# [Problem details]
In the entries that follow, the lines from the one with "repository eebc8bacb74cb495" through the one with "into one target." are the ones to write out, exactly and with both ends included. Nothing else should appear.

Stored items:
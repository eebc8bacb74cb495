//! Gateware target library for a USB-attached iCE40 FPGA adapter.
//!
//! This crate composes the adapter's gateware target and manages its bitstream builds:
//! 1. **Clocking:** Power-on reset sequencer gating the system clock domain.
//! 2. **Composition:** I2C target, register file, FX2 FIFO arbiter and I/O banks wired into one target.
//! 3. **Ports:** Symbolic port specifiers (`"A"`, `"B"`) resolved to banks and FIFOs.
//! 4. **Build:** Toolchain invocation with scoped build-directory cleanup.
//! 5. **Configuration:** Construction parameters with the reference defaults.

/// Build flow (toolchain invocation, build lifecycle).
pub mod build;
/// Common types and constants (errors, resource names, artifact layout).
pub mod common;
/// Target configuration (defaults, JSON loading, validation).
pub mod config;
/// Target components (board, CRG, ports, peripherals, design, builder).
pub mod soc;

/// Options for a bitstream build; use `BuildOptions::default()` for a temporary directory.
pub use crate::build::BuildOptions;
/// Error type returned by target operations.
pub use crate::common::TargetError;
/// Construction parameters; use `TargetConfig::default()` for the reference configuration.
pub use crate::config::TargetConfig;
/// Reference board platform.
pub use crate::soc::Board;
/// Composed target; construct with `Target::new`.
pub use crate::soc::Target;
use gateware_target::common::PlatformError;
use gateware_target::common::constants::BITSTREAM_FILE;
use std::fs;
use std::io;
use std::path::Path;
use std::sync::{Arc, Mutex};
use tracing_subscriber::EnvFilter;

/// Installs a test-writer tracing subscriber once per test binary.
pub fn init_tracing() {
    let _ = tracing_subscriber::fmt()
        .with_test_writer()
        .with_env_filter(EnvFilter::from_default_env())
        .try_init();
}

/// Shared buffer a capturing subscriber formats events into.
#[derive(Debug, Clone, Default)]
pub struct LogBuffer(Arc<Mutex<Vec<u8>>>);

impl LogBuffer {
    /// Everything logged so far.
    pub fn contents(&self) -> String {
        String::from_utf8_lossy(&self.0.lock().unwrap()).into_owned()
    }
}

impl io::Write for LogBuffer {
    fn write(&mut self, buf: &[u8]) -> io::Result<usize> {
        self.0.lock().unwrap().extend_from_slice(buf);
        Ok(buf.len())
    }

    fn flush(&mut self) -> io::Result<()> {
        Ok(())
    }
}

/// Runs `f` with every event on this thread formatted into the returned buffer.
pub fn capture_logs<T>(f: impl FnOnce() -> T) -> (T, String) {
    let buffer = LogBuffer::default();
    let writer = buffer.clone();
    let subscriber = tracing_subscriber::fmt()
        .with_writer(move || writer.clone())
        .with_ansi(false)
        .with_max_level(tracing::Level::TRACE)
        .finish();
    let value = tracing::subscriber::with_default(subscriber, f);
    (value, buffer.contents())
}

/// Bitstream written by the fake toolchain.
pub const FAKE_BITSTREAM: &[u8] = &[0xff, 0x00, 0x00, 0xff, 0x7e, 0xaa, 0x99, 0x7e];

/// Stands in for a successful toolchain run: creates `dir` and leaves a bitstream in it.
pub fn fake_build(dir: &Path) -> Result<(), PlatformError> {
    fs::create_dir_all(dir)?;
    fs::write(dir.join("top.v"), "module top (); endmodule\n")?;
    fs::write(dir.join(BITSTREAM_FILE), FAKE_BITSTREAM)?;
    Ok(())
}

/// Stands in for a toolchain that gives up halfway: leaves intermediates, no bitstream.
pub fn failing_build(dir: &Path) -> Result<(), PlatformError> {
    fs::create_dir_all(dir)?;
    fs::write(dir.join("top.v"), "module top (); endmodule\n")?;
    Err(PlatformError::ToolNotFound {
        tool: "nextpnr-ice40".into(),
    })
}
...
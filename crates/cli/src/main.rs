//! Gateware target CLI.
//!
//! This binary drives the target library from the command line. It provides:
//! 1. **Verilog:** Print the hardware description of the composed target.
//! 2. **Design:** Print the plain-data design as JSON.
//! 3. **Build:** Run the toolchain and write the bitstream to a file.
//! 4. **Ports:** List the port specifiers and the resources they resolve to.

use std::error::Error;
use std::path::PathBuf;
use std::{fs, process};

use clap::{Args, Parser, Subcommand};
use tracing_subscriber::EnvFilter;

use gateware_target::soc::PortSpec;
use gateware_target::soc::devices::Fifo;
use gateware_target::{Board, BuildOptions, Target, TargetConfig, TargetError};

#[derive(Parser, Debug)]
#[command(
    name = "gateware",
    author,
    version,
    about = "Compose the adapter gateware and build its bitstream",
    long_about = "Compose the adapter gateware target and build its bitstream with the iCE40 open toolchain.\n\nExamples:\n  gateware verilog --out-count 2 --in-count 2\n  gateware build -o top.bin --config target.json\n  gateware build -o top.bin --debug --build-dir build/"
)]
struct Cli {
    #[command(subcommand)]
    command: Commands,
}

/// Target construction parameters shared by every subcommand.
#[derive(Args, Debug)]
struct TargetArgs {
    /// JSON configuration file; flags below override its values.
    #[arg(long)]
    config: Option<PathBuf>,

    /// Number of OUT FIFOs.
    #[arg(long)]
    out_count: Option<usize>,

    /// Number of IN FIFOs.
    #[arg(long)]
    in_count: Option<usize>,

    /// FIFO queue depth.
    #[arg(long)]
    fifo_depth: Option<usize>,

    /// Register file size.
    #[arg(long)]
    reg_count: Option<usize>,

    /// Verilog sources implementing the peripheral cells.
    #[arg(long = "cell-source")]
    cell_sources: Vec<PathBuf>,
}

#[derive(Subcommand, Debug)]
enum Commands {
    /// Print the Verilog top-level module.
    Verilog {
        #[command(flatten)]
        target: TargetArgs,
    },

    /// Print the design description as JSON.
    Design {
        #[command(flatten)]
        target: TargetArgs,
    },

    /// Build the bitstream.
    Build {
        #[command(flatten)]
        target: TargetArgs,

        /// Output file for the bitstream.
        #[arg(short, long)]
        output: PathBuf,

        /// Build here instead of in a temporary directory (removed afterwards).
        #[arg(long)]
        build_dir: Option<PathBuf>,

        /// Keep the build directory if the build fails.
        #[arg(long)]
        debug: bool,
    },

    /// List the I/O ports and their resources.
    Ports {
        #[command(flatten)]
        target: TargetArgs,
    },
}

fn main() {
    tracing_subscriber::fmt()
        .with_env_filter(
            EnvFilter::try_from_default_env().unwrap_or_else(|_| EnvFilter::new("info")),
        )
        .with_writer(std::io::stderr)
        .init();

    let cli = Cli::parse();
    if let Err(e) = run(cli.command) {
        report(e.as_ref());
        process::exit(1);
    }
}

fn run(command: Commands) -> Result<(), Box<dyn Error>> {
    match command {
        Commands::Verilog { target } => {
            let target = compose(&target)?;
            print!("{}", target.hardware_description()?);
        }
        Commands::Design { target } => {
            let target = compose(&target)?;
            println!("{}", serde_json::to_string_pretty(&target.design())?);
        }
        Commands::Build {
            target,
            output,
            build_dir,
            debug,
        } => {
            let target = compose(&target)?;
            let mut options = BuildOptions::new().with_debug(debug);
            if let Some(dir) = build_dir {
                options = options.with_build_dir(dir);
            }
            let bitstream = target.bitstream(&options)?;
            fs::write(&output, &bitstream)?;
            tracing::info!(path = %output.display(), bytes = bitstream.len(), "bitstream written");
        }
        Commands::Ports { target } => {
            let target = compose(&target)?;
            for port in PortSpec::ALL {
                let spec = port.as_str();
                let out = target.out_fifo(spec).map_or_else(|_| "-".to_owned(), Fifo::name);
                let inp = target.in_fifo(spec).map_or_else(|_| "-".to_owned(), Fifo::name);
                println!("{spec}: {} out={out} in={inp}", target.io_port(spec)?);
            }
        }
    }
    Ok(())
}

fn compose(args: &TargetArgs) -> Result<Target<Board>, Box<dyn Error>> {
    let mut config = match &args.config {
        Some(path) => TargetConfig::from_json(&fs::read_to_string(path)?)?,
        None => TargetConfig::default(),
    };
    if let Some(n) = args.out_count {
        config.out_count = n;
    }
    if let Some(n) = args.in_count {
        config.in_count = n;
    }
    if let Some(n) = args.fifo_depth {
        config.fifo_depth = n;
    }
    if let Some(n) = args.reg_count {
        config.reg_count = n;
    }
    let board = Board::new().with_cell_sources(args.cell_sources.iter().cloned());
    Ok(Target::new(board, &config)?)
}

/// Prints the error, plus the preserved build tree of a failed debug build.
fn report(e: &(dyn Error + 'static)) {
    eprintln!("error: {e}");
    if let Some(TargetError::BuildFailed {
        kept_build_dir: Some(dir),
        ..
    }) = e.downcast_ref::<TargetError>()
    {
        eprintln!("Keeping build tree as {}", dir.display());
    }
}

# [Task solution]
repository eebc8bacb74cb495
//! Gateware target library for a USB-attached iCE40 FPGA adapter.
//!
//! This crate composes the adapter's gateware target and manages its bitstream builds:
//! 1. **Clocking:** Power-on reset sequencer gating the system clock domain.
//! 2. **Composition:** I2C target, register file, FX2 FIFO arbiter and I/O banks wired into one target.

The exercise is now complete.